## INPUT
◆ ◆ ◆ ◆
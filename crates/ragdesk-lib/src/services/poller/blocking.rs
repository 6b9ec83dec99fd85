// Blocking poll
// Sequential status loop used while an ingest job runs

use tokio::time::sleep;

use super::events::{PollEvent, PollEventSink};
use super::policy::BlockingPolicy;
use crate::models::{JobKind, JobState, JobStatus};
use crate::services::backend::{JobApi, JobError, JobResult};

/// Poll a job until it reaches a terminal state.
///
/// The first check runs immediately and the policy interval separates later
/// checks. Any check failure aborts the poll. Returns the final status on
/// `completed` or `completed_with_errors`.
pub async fn poll_until_complete(
    api: &dyn JobApi,
    job_id: &str,
    kind: JobKind,
    policy: &BlockingPolicy,
    sink: &dyn PollEventSink,
) -> JobResult<JobStatus> {
    for attempt in 1..=policy.max_attempts {
        let status = api.get_status(job_id, kind).await?;

        match status.status {
            state if state.is_success() => {
                log::info!("{} job {} completed after {} checks", kind.label(), job_id, attempt);
                return Ok(status);
            }
            JobState::Failed => {
                let message = if status.message.is_empty() {
                    format!("{} failed", kind.label())
                } else {
                    status.message
                };
                return Err(JobError::JobFailed {
                    label: kind.label().to_string(),
                    message,
                });
            }
            _ => {
                let progress = status.progress();
                sink.emit(PollEvent::Progress {
                    job_id: job_id.to_string(),
                    kind,
                    attempt,
                    percentage: progress.percentage,
                    stage: progress.stage,
                    message: status.message,
                });
            }
        }

        if attempt < policy.max_attempts {
            sleep(policy.interval).await;
        }
    }

    log::warn!(
        "{} job {} still running after {} checks",
        kind.label(),
        job_id,
        policy.max_attempts
    );
    Err(JobError::JobTimedOut {
        label: kind.label().to_string(),
        attempts: policy.max_attempts,
    })
}
// Scripted JobApi for poller and controller tests

use async_trait::async_trait;
use serde_json::json;
use std::collections::VecDeque;
use std::sync::atomic::{AtomicU32, Ordering};
use std::sync::Mutex;
use tokio::time::Instant;

use crate::models::{AskResponse, JobKind, JobStatus};
use crate::services::backend::{IngestSource, IngestStarted, JobApi, JobError, JobResult, QaTarget};

#[derive(Debug, Clone)]
pub enum Step {
    Status(JobStatus),
    HttpError(u16),
    Unreachable,
}

pub fn pending(percentage: f64, stage: &str) -> JobStatus {
    serde_json::from_value(json!({
        "status": "processing",
        "message": "Working",
        "details": { "progress_percentage": percentage, "current_stage": stage }
    }))
    .unwrap()
}

pub fn completed(collection_name: Option<&str>) -> JobStatus {
    serde_json::from_value(json!({
        "status": "completed",
        "message": "Done",
        "collection_name": collection_name
    }))
    .unwrap()
}

pub fn failed(message: &str) -> JobStatus {
    serde_json::from_value(json!({ "status": "failed", "message": message })).unwrap()
}

/// Status checks replay the script in order; the last step repeats forever.
pub struct ScriptedApi {
    steps: Mutex<VecDeque<Step>>,
    status_times: Mutex<Vec<Instant>>,
    started: Mutex<Vec<(JobKind, String)>>,
    asked: Mutex<Vec<(QaTarget, String, String)>>,
    next_id: AtomicU32,
    pub ingest_collection: Mutex<Option<String>>,
}

impl ScriptedApi {
    pub fn new(steps: Vec<Step>) -> Self {
        Self {
            steps: Mutex::new(steps.into()),
            status_times: Mutex::new(Vec::new()),
            started: Mutex::new(Vec::new()),
            asked: Mutex::new(Vec::new()),
            next_id: AtomicU32::new(1),
            ingest_collection: Mutex::new(None),
        }
    }

    pub fn repeating(step: Step) -> Self {
        Self::new(vec![step])
    }

    /// Replace the remaining script
    pub fn script(&self, steps: Vec<Step>) {
        *self.steps.lock().unwrap() = steps.into();
    }

    pub fn status_calls(&self) -> usize {
        self.status_times.lock().unwrap().len()
    }

    pub fn status_times(&self) -> Vec<Instant> {
        self.status_times.lock().unwrap().clone()
    }

    /// Jobs started so far: kind and collection (or project name for ingest)
    pub fn started(&self) -> Vec<(JobKind, String)> {
        self.started.lock().unwrap().clone()
    }

    pub fn asked(&self) -> Vec<(QaTarget, String, String)> {
        self.asked.lock().unwrap().clone()
    }

    fn next_job_id(&self) -> String {
        format!("job-{}", self.next_id.fetch_add(1, Ordering::SeqCst))
    }

    fn next_step(&self) -> Step {
        let mut steps = self.steps.lock().unwrap();
        if steps.len() > 1 {
            steps.pop_front().unwrap()
        } else {
            steps.front().cloned().unwrap_or(Step::Unreachable)
        }
    }
}

#[async_trait]
impl JobApi for ScriptedApi {
    async fn start_ingest(&self, source: &IngestSource) -> JobResult<IngestStarted> {
        let kind = JobKind::ingest_for(source.project_type());
        self.started
            .lock()
            .unwrap()
            .push((kind, source.name().to_string()));
        Ok(IngestStarted {
            job_id: self.next_job_id(),
            collection_name: self.ingest_collection.lock().unwrap().clone(),
        })
    }

    async fn start_analysis(
        &self,
        collection_name: &str,
        _analysis_type: &str,
        _file_path: Option<&str>,
    ) -> JobResult<String> {
        self.started
            .lock()
            .unwrap()
            .push((JobKind::Analyze, collection_name.to_string()));
        Ok(self.next_job_id())
    }

    async fn start_reindex(&self, collection_name: &str) -> JobResult<String> {
        self.started
            .lock()
            .unwrap()
            .push((JobKind::Reindex, collection_name.to_string()));
        Ok(self.next_job_id())
    }

    async fn get_status(&self, job_id: &str, _kind: JobKind) -> JobResult<JobStatus> {
        self.status_times.lock().unwrap().push(Instant::now());
        match self.next_step() {
            Step::Status(status) => Ok(status),
            Step::HttpError(status) => Err(JobError::HttpStatus {
                endpoint: format!("/status/{}", job_id),
                status,
                body: "scripted failure".to_string(),
            }),
            Step::Unreachable => Err(JobError::ConnectionFailed {
                endpoint: format!("/status/{}", job_id),
                message: "connection refused".to_string(),
            }),
        }
    }

    async fn ask(
        &self,
        target: QaTarget,
        collection_name: &str,
        question: &str,
    ) -> JobResult<AskResponse> {
        self.asked.lock().unwrap().push((
            target,
            collection_name.to_string(),
            question.to_string(),
        ));
        Ok(AskResponse {
            answer: format!("answer to {}", question),
            sources: Some(vec!["src/main.rs".to_string()]),
            is_conversation: collection_name.is_empty(),
        })
    }
}
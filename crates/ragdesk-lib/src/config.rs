// Client configuration
// Defaults, optional TOML file and environment overrides

use serde::{Deserialize, Serialize};
use std::path::{Path, PathBuf};
use std::time::Duration;

use crate::models::JobKind;
use crate::services::poller::policy::{
    BlockingPolicy, ResilientPolicy, BACKGROUND_MAX_ATTEMPTS, BACKGROUND_POLL_INTERVAL_MS,
    INGEST_MAX_ATTEMPTS, INGEST_POLL_INTERVAL_MS, MAX_CONSECUTIVE_ERRORS,
};
use crate::utils::database::{open_database, Database};
use crate::utils::shared_store::get_app_data_dir;

/// Config file looked up in the app data directory
pub const CONFIG_FILE: &str = "ragdesk.toml";

pub const ENV_API_URL: &str = "RAGDESK_API_URL";
pub const ENV_DB_PATH: &str = "RAGDESK_DB_PATH";
pub const ENV_REQUEST_TIMEOUT: &str = "RAGDESK_REQUEST_TIMEOUT_SECS";

fn default_api_base_url() -> String {
    String::from("http://127.0.0.1:8000/api")
}

fn default_request_timeout_secs() -> u64 {
    30
}

fn default_ingest_poll_interval_ms() -> u64 {
    INGEST_POLL_INTERVAL_MS
}

fn default_ingest_max_attempts() -> u32 {
    INGEST_MAX_ATTEMPTS
}

fn default_background_poll_interval_ms() -> u64 {
    BACKGROUND_POLL_INTERVAL_MS
}

fn default_background_max_attempts() -> u32 {
    BACKGROUND_MAX_ATTEMPTS
}

fn default_max_consecutive_errors() -> u32 {
    MAX_CONSECUTIVE_ERRORS
}

#[derive(Debug, Clone, Serialize, Deserialize, PartialEq)]
pub struct ClientConfig {
    /// Backend API root, endpoint paths are appended to it
    #[serde(default = "default_api_base_url")]
    pub api_base_url: String,
    /// SQLite file holding settings and projects (default: app data dir)
    #[serde(default)]
    pub database_path: Option<PathBuf>,
    #[serde(default = "default_request_timeout_secs")]
    pub request_timeout_secs: u64,
    #[serde(default = "default_ingest_poll_interval_ms")]
    pub ingest_poll_interval_ms: u64,
    #[serde(default = "default_ingest_max_attempts")]
    pub ingest_max_attempts: u32,
    #[serde(default = "default_background_poll_interval_ms")]
    pub background_poll_interval_ms: u64,
    #[serde(default = "default_background_max_attempts")]
    pub background_max_attempts: u32,
    #[serde(default = "default_max_consecutive_errors")]
    pub max_consecutive_errors: u32,
}

impl Default for ClientConfig {
    fn default() -> Self {
        Self {
            api_base_url: default_api_base_url(),
            database_path: None,
            request_timeout_secs: default_request_timeout_secs(),
            ingest_poll_interval_ms: default_ingest_poll_interval_ms(),
            ingest_max_attempts: default_ingest_max_attempts(),
            background_poll_interval_ms: default_background_poll_interval_ms(),
            background_max_attempts: default_background_max_attempts(),
            max_consecutive_errors: default_max_consecutive_errors(),
        }
    }
}

impl ClientConfig {
    /// Load configuration: defaults, then the config file, then the environment.
    ///
    /// An explicit `path` must exist. Without one, `ragdesk.toml` in the app
    /// data directory is read when present.
    pub fn load(path: Option<&Path>) -> Result<Self, String> {
        let _ = dotenvy::dotenv();

        let mut config = match path {
            Some(path) => Self::from_file(path)?,
            None => match get_app_data_dir().map(|dir| dir.join(CONFIG_FILE)) {
                Ok(default_path) if default_path.exists() => Self::from_file(&default_path)?,
                _ => Self::default(),
            },
        };

        config.apply_env(|key| std::env::var(key).ok())?;
        config.validate()?;
        Ok(config)
    }

    pub fn from_file(path: &Path) -> Result<Self, String> {
        let content = std::fs::read_to_string(path)
            .map_err(|e| format!("Failed to read config {}: {}", path.display(), e))?;
        Self::from_toml_str(&content)
            .map_err(|e| format!("Invalid config {}: {}", path.display(), e))
    }

    pub fn from_toml_str(content: &str) -> Result<Self, String> {
        toml::from_str(content).map_err(|e| e.to_string())
    }

    /// Apply environment overrides through `lookup`
    pub fn apply_env<F>(&mut self, lookup: F) -> Result<(), String>
    where
        F: Fn(&str) -> Option<String>,
    {
        if let Some(url) = lookup(ENV_API_URL).filter(|v| !v.trim().is_empty()) {
            self.api_base_url = url.trim().to_string();
        }
        if let Some(path) = lookup(ENV_DB_PATH).filter(|v| !v.trim().is_empty()) {
            self.database_path = Some(PathBuf::from(path));
        }
        if let Some(timeout) = lookup(ENV_REQUEST_TIMEOUT) {
            self.request_timeout_secs = timeout
                .trim()
                .parse()
                .map_err(|e| format!("Invalid {}: {}", ENV_REQUEST_TIMEOUT, e))?;
        }
        Ok(())
    }

    pub fn validate(&self) -> Result<(), String> {
        let url = url::Url::parse(&self.api_base_url)
            .map_err(|e| format!("Invalid api_base_url '{}': {}", self.api_base_url, e))?;
        if !matches!(url.scheme(), "http" | "https") {
            return Err(format!("api_base_url must be http(s): {}", self.api_base_url));
        }

        let positive = [
            ("request_timeout_secs", self.request_timeout_secs),
            ("ingest_poll_interval_ms", self.ingest_poll_interval_ms),
            ("ingest_max_attempts", u64::from(self.ingest_max_attempts)),
            ("background_poll_interval_ms", self.background_poll_interval_ms),
            ("background_max_attempts", u64::from(self.background_max_attempts)),
            ("max_consecutive_errors", u64::from(self.max_consecutive_errors)),
        ];
        for (name, value) in positive {
            if value == 0 {
                return Err(format!("{} must be greater than zero", name));
            }
        }
        Ok(())
    }

    /// Open the configured database, falling back to the app data directory
    pub fn open_database(&self) -> Result<Database, String> {
        open_database(self.database_path.as_deref())
    }

    pub fn ingest_policy(&self) -> BlockingPolicy {
        BlockingPolicy {
            interval: Duration::from_millis(self.ingest_poll_interval_ms),
            max_attempts: self.ingest_max_attempts,
        }
    }

    pub fn background_policy(&self, kind: JobKind) -> ResilientPolicy {
        ResilientPolicy {
            interval: Duration::from_millis(self.background_poll_interval_ms),
            max_attempts: self.background_max_attempts,
            max_consecutive_errors: self.max_consecutive_errors,
            ..ResilientPolicy::for_kind(kind)
        }
    }
}

#[cfg(test)]
mod tests {
    use super::*;
    use pretty_assertions::assert_eq;
    use std::collections::HashMap;

    #[test]
    fn test_defaults_match_policies() {
        let config = ClientConfig::default();
        assert!(config.validate().is_ok());
        assert_eq!(config.ingest_policy(), BlockingPolicy::default());
        assert_eq!(
            config.background_policy(JobKind::Reindex),
            ResilientPolicy::for_kind(JobKind::Reindex)
        );
    }

    #[test]
    fn test_partial_toml_keeps_defaults() {
        let config = ClientConfig::from_toml_str(
            r#"
            api_base_url = "https://rag.internal/api"
            background_poll_interval_ms = 5000
            "#,
        )
        .unwrap();

        assert_eq!(config.api_base_url, "https://rag.internal/api");
        assert_eq!(config.background_poll_interval_ms, 5000);
        assert_eq!(config.ingest_max_attempts, 60);
        assert_eq!(config.database_path, None);
    }

    #[test]
    fn test_env_overrides() {
        let env: HashMap<&str, &str> = [
            (ENV_API_URL, "http://10.0.0.5:9000/api"),
            (ENV_DB_PATH, "/tmp/ragdesk.db"),
            (ENV_REQUEST_TIMEOUT, "5"),
        ]
        .into_iter()
        .collect();

        let mut config = ClientConfig::default();
        config
            .apply_env(|key| env.get(key).map(|v| v.to_string()))
            .unwrap();

        assert_eq!(config.api_base_url, "http://10.0.0.5:9000/api");
        assert_eq!(config.database_path, Some(PathBuf::from("/tmp/ragdesk.db")));
        assert_eq!(config.request_timeout_secs, 5);
    }

    #[test]
    fn test_invalid_values_rejected() {
        let mut config = ClientConfig::default();
        assert!(config.apply_env(|_| Some("soon".to_string())).is_err());

        let config = ClientConfig {
            ingest_max_attempts: 0,
            ..ClientConfig::default()
        };
        assert!(config.validate().unwrap_err().contains("ingest_max_attempts"));

        let config = ClientConfig {
            api_base_url: "localhost:8000".to_string(),
            ..ClientConfig::default()
        };
        assert!(config.validate().is_err());
    }

    #[test]
    fn test_load_explicit_file() {
        let dir = tempfile::tempdir().unwrap();
        let path = dir.path().join("ragdesk.toml");
        std::fs::write(&path, "max_consecutive_errors = 5\n").unwrap();

        let config = ClientConfig::from_file(&path).unwrap();
        assert_eq!(config.max_consecutive_errors, 5);
        assert!(ClientConfig::from_file(&dir.path().join("missing.toml")).is_err());
    }

    #[test]
    fn test_open_configured_database() {
        let dir = tempfile::tempdir().unwrap();
        let config = ClientConfig {
            database_path: Some(dir.path().join("data").join("ragdesk.db")),
            ..ClientConfig::default()
        };

        let db = config.open_database().unwrap();
        assert_eq!(db.path(), dir.path().join("data").join("ragdesk.db").as_path());
    }
}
◆ ◆ ◆ ◆
## WORK INSTRUCTION
List the lines of the entries that include "internal".

## TASK SOLUTION
            api_base_url = "https://rag.internal/api"
        assert_eq!(config.api_base_url, "https://rag.internal/api");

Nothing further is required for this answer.